--- RECORDED DATA ---

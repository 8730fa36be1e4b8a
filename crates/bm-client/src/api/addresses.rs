//! Address operations

use bm_core::encoding::to_base64;
use bm_core::types::{Address, AddressList, DeterministicOptions, GeneratedAddresses};
use bm_core::Result;

use crate::dispatcher::{expect_string, CallDescriptor, Dispatcher};

/// Address version requested from `getDeterministicAddress`
const LOOKUP_ADDRESS_VERSION: u32 = 3;

/// Stream requested from `getDeterministicAddress`
const LOOKUP_STREAM: u32 = 1;

/// Identities held by the daemon
pub struct Addresses<'a> {
    dispatcher: &'a Dispatcher,
}

impl<'a> Addresses<'a> {
    pub(crate) fn new(dispatcher: &'a Dispatcher) -> Self {
        Self { dispatcher }
    }

    /// List all identities
    pub async fn list(&self) -> Result<Vec<Address>> {
        let list: AddressList = self
            .dispatcher
            .call_json(CallDescriptor::new("listAddresses"))
            .await?;
        Ok(list.addresses)
    }

    /// Create a random identity with the given label and return its address
    pub async fn create_random(&self, label: &str) -> Result<String> {
        let descriptor = CallDescriptor::new("createRandomAddress")
            .arg(to_base64(label))
            .raw();
        let value = self.dispatcher.call_raw(descriptor).await?;
        expect_string("createRandomAddress", value)
    }

    /// Create one deterministic identity from a passphrase.
    ///
    /// Returns the first generated address, or `None` if the daemon
    /// generated none (for instance because it already holds it).
    pub async fn create_deterministic(&self, passphrase: &str) -> Result<Option<String>> {
        let addresses = self
            .generate_deterministic(passphrase, &DeterministicOptions::default())
            .await?;
        Ok(addresses.into_iter().next())
    }

    /// Create deterministic identities with explicit generation parameters
    pub async fn generate_deterministic(
        &self,
        passphrase: &str,
        options: &DeterministicOptions,
    ) -> Result<Vec<String>> {
        let descriptor = CallDescriptor::new("createDeterministicAddresses")
            .arg(to_base64(passphrase))
            .arg(options.number_of_addresses)
            .arg(options.address_version)
            .arg(options.stream)
            .arg(options.eighteen_byte_ripe)
            .arg(options.total_difficulty)
            .arg(options.small_message_difficulty);

        let generated: GeneratedAddresses = self.dispatcher.call_json(descriptor).await?;
        Ok(generated.addresses)
    }

    /// Compute the deterministic address for a passphrase without storing it
    pub async fn get_deterministic(&self, passphrase: &str) -> Result<String> {
        let descriptor = CallDescriptor::new("getDeterministicAddress")
            .arg(to_base64(passphrase))
            .arg(LOOKUP_ADDRESS_VERSION)
            .arg(LOOKUP_STREAM)
            .raw();
        let value = self.dispatcher.call_raw(descriptor).await?;
        expect_string("getDeterministicAddress", value)
    }
}
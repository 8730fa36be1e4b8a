//! Shared serialization/deserialization helpers
//!
//! The daemon's JSON is loosely typed: timestamps may be numbers or strings,
//! flags may be booleans or 0/1, and free-text fields are base64. These
//! helpers normalise those fields while deserializing records. Records
//! serialize in their decoded form.

/// Deserialize a base64 string field into decoded text
///
/// ```ignore
/// #[derive(Deserialize)]
/// struct Record {
///     #[serde(deserialize_with = "bm_core::serde_utils::base64_text::deserialize")]
///     subject: String,
/// }
/// ```
pub mod base64_text {
    use serde::{Deserialize, Deserializer};

    use crate::encoding::from_base64;

    /// Deserialize and decode a base64 string
    pub fn deserialize<'de, D>(deserializer: D) -> Result<String, D::Error>
    where
        D: Deserializer<'de>,
    {
        let encoded = String::deserialize(deserializer)?;
        from_base64(&encoded).map_err(serde::de::Error::custom)
    }
}

/// Deserialize Unix seconds, as a number or a decimal string, into a UTC date
pub mod unix_timestamp {
    use chrono::{DateTime, Utc};
    use serde::{Deserialize, Deserializer};

    use crate::time::{from_unix, from_unix_secs};

    #[derive(Deserialize)]
    #[serde(untagged)]
    enum RawTimestamp {
        Int(i64),
        Text(String),
    }

    /// Deserialize a Unix timestamp
    pub fn deserialize<'de, D>(deserializer: D) -> Result<DateTime<Utc>, D::Error>
    where
        D: Deserializer<'de>,
    {
        let converted = match RawTimestamp::deserialize(deserializer)? {
            RawTimestamp::Int(secs) => from_unix_secs(secs),
            RawTimestamp::Text(text) => from_unix(&text),
        };
        converted.map_err(serde::de::Error::custom)
    }
}

/// Deserialize a flag given as a boolean or as a 0/1 integer
pub mod int_bool {
    use serde::{Deserialize, Deserializer};

    #[derive(Deserialize)]
    #[serde(untagged)]
    enum RawFlag {
        Bool(bool),
        Int(i64),
    }

    /// Deserialize a flag
    pub fn deserialize<'de, D>(deserializer: D) -> Result<bool, D::Error>
    where
        D: Deserializer<'de>,
    {
        Ok(match RawFlag::deserialize(deserializer)? {
            RawFlag::Bool(flag) => flag,
            RawFlag::Int(value) => value != 0,
        })
    }
}

/// Helper module for optional Duration serialization as seconds
///
/// Serializes `Option<std::time::Duration>` as a u64 number of seconds, which
/// is more readable in TOML. Pair it with
/// `skip_serializing_if = "Option::is_none"` since TOML has no null.
pub mod optional_duration_secs {
    use serde::{Deserialize, Deserializer, Serializer};
    use std::time::Duration;

    /// Serialize an optional Duration as seconds (u64)
    pub fn serialize<S>(duration: &Option<Duration>, serializer: S) -> Result<S::Ok, S::Error>
    where
        S: Serializer,
    {
        match duration {
            Some(duration) => serializer.serialize_some(&duration.as_secs()),
            None => serializer.serialize_none(),
        }
    }

    /// Deserialize an optional Duration from seconds (u64)
    pub fn deserialize<'de, D>(deserializer: D) -> Result<Option<Duration>, D::Error>
    where
        D: Deserializer<'de>,
    {
        let secs = Option::<u64>::deserialize(deserializer)?;
        Ok(secs.map(Duration::from_secs))
    }
}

---

> **WHAT TO DO**: Reproduce precisely, and with no line left out, each line from the top of the entries through the line that carries "pub async fn list(&self)".

> **FINISHED TASK**:
repository 8730fa36be1e4b8a
filename crates/bm-client/src/api/addresses.rs
//! Address operations

use bm_core::encoding::to_base64;
use bm_core::types::{Address, AddressList, DeterministicOptions, GeneratedAddresses};
use bm_core::Result;

use crate::dispatcher::{expect_string, CallDescriptor, Dispatcher};

/// Address version requested from `getDeterministicAddress`
const LOOKUP_ADDRESS_VERSION: u32 = 3;

/// Stream requested from `getDeterministicAddress`
const LOOKUP_STREAM: u32 = 1;

/// Identities held by the daemon
pub struct Addresses<'a> {
    dispatcher: &'a Dispatcher,
}

impl<'a> Addresses<'a> {
    pub(crate) fn new(dispatcher: &'a Dispatcher) -> Self {
        Self { dispatcher }
    }

    /// List all identities
    pub async fn list(&self) -> Result<Vec<Address>> {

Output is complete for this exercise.